(Saved entries)
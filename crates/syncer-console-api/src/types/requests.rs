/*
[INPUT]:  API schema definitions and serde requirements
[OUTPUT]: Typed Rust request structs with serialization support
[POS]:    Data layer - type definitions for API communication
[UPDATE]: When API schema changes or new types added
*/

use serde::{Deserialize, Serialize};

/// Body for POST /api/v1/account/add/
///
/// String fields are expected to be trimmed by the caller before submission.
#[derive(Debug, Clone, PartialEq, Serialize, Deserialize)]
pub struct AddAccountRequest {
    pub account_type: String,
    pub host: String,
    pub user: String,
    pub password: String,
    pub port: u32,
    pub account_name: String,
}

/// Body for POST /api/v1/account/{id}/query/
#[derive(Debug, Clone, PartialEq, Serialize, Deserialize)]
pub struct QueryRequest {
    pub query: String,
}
--
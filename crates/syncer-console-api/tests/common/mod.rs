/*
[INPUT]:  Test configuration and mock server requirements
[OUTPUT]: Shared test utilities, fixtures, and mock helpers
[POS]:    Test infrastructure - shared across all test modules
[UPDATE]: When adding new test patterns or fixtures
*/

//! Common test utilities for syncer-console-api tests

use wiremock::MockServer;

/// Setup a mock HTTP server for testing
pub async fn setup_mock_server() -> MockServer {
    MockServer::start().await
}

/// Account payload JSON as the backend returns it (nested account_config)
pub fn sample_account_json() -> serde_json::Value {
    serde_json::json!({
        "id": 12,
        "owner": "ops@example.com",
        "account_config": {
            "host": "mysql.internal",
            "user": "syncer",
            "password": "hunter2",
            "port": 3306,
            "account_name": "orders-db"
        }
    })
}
...
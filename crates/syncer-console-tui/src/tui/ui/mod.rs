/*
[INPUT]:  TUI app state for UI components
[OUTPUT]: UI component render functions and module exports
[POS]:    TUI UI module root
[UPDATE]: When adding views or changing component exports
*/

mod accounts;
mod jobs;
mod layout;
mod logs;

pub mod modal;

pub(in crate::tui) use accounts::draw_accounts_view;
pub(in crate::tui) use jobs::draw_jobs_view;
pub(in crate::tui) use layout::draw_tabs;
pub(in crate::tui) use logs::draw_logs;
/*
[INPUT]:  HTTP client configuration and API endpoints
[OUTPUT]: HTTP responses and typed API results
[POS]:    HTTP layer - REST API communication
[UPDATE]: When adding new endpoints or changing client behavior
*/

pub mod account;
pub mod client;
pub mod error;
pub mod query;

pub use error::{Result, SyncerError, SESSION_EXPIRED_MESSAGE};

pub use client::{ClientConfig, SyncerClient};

» **Task details**
Search the entries above for the word "crates", and copy every line where it occurs.

» **Final answer**
filename crates/syncer-console-api/src/types/requests.rs
filename crates/syncer-console-api/tests/common/mod.rs
filename crates/syncer-console-tui/src/tui/ui/mod.rs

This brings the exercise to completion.